Work to complete:
Copy exactly the lines from the first line of the records below through the line containing "pub trait Transport: Send", including both, and nothing else.

Record extracts:
BEGIN
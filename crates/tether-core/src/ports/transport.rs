//! Transport port - ブローカーとの接続（MQTT または InMemory）
//!
//! Transport はトピックを解釈しない。受信したものはすべて
//! [`TransportEvent`] として channel に流すだけ。
//!
//! # 実装
//! - `impls::RumqttTransport`: MQTT v5（本番用）
//! - `impls::InMemoryTransport`: ループバック（テスト・デモ用）

use async_trait::async_trait;
use tokio::sync::mpsc;

use crate::domain::errors::TransportError;
use crate::domain::message::{AckReason, InboundMessage, PublishIntent, QoS};
use crate::domain::topic::TopicFilter;

/// What the transport observed on the wire.
#[derive(Debug, Clone, PartialEq, Eq)]
pub enum TransportEvent {
    /// The broker accepted a (re)connect.
    Connected { session_present: bool },
    /// The connection dropped or was closed.
    Disconnected { reason: String },
    Message(InboundMessage),
}

/// Receiving half handed out by a transport constructor.
pub type TransportEvents = mpsc::UnboundedReceiver<TransportEvent>;

/// Transport は単一のブローカー接続
///
/// # 設計原則
/// - `connect()` は接続処理を始めるだけ。完了は `TransportEvent::Connected` で届く
/// - 再接続は実装側が行い、そのたびに `Connected` を流す
/// - `publish()` はブローカーの応答（または QoS 0 なら送信完了）まで待つ
#[async_trait]
pub trait Transport: Send + Sync {
    async fn connect(&self) -> Result<(), TransportError>;

    /// Close with a normal-disconnect reason code.
    async fn disconnect(&self) -> Result<(), TransportError>;

    async fn subscribe(&self, filter: &TopicFilter, qos: QoS) -> Result<(), TransportError>;

    async fn publish(&self, intent: &PublishIntent) -> Result<AckReason, TransportError>;

    fn is_connected(&self) -> bool;
}
//! WorkflowEngine port - 外部のワークフロー実行エンジン
//!
//! ステップのスケジューリングや永続化はエンジンの仕事。
//! ここでは呼び出す操作と、購読するエラーイベントだけを定義する。

use async_trait::async_trait;
use tokio::sync::broadcast;

use crate::domain::errors::EngineError;
use crate::domain::events::StepErrorEvent;
use crate::domain::ids::WorkflowId;
use crate::domain::workflow::WorkflowInstance;
use crate::typed::WorkflowData;

#[async_trait]
pub trait WorkflowEngine: Send + Sync {
    async fn start_workflow(
        &self,
        definition_id: &str,
        version: u32,
        data: WorkflowData,
    ) -> Result<WorkflowId, EngineError>;

    /// `Ok(false)` means the engine refused for now (e.g. a step is still running).
    async fn terminate_workflow(&self, id: &WorkflowId) -> Result<bool, EngineError>;

    async fn get_workflow_instance(
        &self,
        id: &WorkflowId,
    ) -> Result<Option<WorkflowInstance>, EngineError>;

    /// Adopt an instance that was created elsewhere.
    async fn create_new_workflow(&self, instance: WorkflowInstance) -> Result<WorkflowId, EngineError>;

    /// Subscribe to step errors. Dropping the receiver unsubscribes.
    fn step_errors(&self) -> broadcast::Receiver<StepErrorEvent>;
}
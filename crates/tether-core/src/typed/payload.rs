//! WorkflowPayload trait - ワークフローの Data に載せる型
//!
//! # 学習ポイント
//! - Associated Constants (`const TYPE`) を型の判別子に使う
//! - Trait bounds の組み合わせ (Serialize + DeserializeOwned + Send + Sync + 'static)

use serde::Serialize;
use serde::de::DeserializeOwned;

/// WorkflowPayload は Data の型と判別子を対応付ける
///
/// # 使用例
/// ```ignore
/// #[derive(Serialize, Deserialize)]
/// struct OrderData {
///     order_id: String,
/// }
///
/// impl WorkflowPayload for OrderData {
///     const TYPE: &'static str = "shop.order.v1";
/// }
/// ```
///
/// # 命名規約
/// - `{namespace}.{domain}.v{major}`
/// - 判別子はワイヤに載るので、Rust の型名ではなく安定した名前にする
pub trait WorkflowPayload: Serialize + DeserializeOwned + Send + Sync + 'static {
    const TYPE: &'static str;
}
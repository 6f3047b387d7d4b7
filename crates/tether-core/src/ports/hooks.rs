//! LifecycleHooks port - エンジンから呼ばれるライフサイクルフック
//!
//! フックは読むだけで、エンジンの進行を止めたり変えたりしない。
//! そのため戻り値はなく、失敗は実装側でログに残す。

use async_trait::async_trait;

use crate::domain::events::StepInfo;
use crate::domain::workflow::WorkflowInstance;

#[async_trait]
pub trait LifecycleHooks: Send + Sync {
    async fn pre_workflow(&self, instance: &WorkflowInstance);

    async fn post_workflow(&self, instance: &WorkflowInstance);

    async fn before_step(&self, instance: &WorkflowInstance, step: &StepInfo);

    async fn after_step(&self, instance: &WorkflowInstance, step: &StepInfo);
}
//! StateReplicator - インスタンスの状態を retained メッセージとして複製する
//!
//! # 学習ポイント
//! - 何を送るか（plan）と実際に送る処理（replicate）を分け、plan は純粋関数にする
//! - 終了したインスタンスは active を tombstone で消してから final に書く
//! - TTL で、クラッシュしたプロセスの古い active 状態もいずれ消える

use async_trait::async_trait;
use std::sync::Arc;
use std::time::Duration;
use tracing::{debug, instrument};

use crate::config::ReplicationSettings;
use crate::domain::errors::MirrorError;
use crate::domain::message::PublishIntent;
use crate::domain::topic::{StatusSegment, TopicScheme};
use crate::domain::workflow::WorkflowInstance;
use crate::ports::{InstancePersistence, Publisher};
use crate::typed::PayloadCodec;

/// How long the broker keeps replicated state.
#[derive(Debug, Clone, Copy, PartialEq, Eq)]
pub struct RetentionPolicy {
    pub active_ttl: Duration,
    pub final_ttl: Duration,
}

impl Default for RetentionPolicy {
    fn default() -> Self {
        Self {
            active_ttl: Duration::from_secs(4 * 60 * 60),
            final_ttl: Duration::from_secs(4 * 24 * 60 * 60),
        }
    }
}

pub struct StateReplicator {
    publisher: Arc<dyn Publisher>,
    scheme: TopicScheme,
    retention: RetentionPolicy,
    codec: PayloadCodec,
}

impl StateReplicator {
    pub fn new(publisher: Arc<dyn Publisher>, scheme: TopicScheme, retention: RetentionPolicy) -> Self {
        Self {
            publisher,
            scheme,
            retention,
            codec: PayloadCodec,
        }
    }

    pub fn from_settings(publisher: Arc<dyn Publisher>, settings: &ReplicationSettings) -> Self {
        Self::new(
            publisher,
            settings.scheme(),
            RetentionPolicy {
                active_ttl: settings.active_ttl(),
                final_ttl: settings.final_ttl(),
            },
        )
    }

    pub fn scheme(&self) -> &TopicScheme {
        &self.scheme
    }

    /// The publishes that mirror `instance`, in the order they must be sent.
    ///
    /// An instance without a reference has no topic yet and yields nothing.
    pub fn plan(&self, instance: &WorkflowInstance) -> Result<Vec<PublishIntent>, MirrorError> {
        if !instance.is_initialized() {
            return Ok(Vec::new());
        }
        let payload = self.codec.encode_instance(instance)?;
        let active = self.scheme.instance_topic(instance, StatusSegment::Active)?;

        if !instance.status.is_terminal() {
            return Ok(vec![
                PublishIntent::json(active, payload)
                    .retained()
                    .expires_after(self.retention.active_ttl),
            ]);
        }

        let finished = self.scheme.instance_topic(instance, StatusSegment::Final)?;
        Ok(vec![
            PublishIntent::tombstone(active),
            PublishIntent::json(finished, payload)
                .retained()
                .expires_after(self.retention.final_ttl),
        ])
    }

    /// Publish the current state of `instance`; returns how many publishes were sent.
    ///
    /// Publishes go out one at a time. If the tombstone fails the final
    /// record is not written.
    #[instrument(skip_all, fields(workflow = %instance.id, status = %instance.status))]
    pub async fn replicate(&self, instance: &WorkflowInstance) -> Result<usize, MirrorError> {
        let intents = self.plan(instance)?;
        if intents.is_empty() {
            debug!("no reference yet, nothing to replicate");
            return Ok(0);
        }

        let count = intents.len();
        for intent in intents {
            self.publisher.publish(intent).await?;
        }
        Ok(count)
    }
}

#[async_trait]
impl InstancePersistence for StateReplicator {
    async fn persist(&self, instance: &WorkflowInstance) -> Result<(), MirrorError> {
        self.replicate(instance).await.map(|_| ())
    }
}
END
Expected output:
filename crates/tether-core/src/ports/transport.rs
//! Transport port - ブローカーとの接続（MQTT または InMemory）
//!
//! Transport はトピックを解釈しない。受信したものはすべて
//! [`TransportEvent`] として channel に流すだけ。
//!
//! # 実装
//! - `impls::RumqttTransport`: MQTT v5（本番用）
//! - `impls::InMemoryTransport`: ループバック（テスト・デモ用）

use async_trait::async_trait;
use tokio::sync::mpsc;

use crate::domain::errors::TransportError;
use crate::domain::message::{AckReason, InboundMessage, PublishIntent, QoS};
use crate::domain::topic::TopicFilter;

/// What the transport observed on the wire.
#[derive(Debug, Clone, PartialEq, Eq)]
pub enum TransportEvent {
    /// The broker accepted a (re)connect.
    Connected { session_present: bool },
    /// The connection dropped or was closed.
    Disconnected { reason: String },
    Message(InboundMessage),
}

/// Receiving half handed out by a transport constructor.
pub type TransportEvents = mpsc::UnboundedReceiver<TransportEvent>;

/// Transport は単一のブローカー接続
///
/// # 設計原則
/// - `connect()` は接続処理を始めるだけ。完了は `TransportEvent::Connected` で届く
/// - 再接続は実装側が行い、そのたびに `Connected` を流す
/// - `publish()` はブローカーの応答（または QoS 0 なら送信完了）まで待つ
#[async_trait]
pub trait Transport: Send + Sync {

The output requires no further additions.